• **Work required**: Extract each line from the entries below that has the string "ProfexError" in it.

Saved entries
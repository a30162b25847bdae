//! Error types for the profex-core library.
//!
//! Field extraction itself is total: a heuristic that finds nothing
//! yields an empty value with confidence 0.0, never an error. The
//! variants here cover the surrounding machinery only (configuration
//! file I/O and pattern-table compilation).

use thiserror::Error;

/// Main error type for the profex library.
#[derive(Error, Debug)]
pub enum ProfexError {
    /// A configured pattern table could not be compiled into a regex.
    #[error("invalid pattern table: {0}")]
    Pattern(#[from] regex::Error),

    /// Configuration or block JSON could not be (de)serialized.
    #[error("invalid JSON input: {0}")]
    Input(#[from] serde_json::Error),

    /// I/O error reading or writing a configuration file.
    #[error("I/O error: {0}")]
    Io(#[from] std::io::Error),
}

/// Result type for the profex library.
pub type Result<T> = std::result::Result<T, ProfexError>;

• **Task solution**:
pub enum ProfexError {
pub type Result<T> = std::result::Result<T, ProfexError>;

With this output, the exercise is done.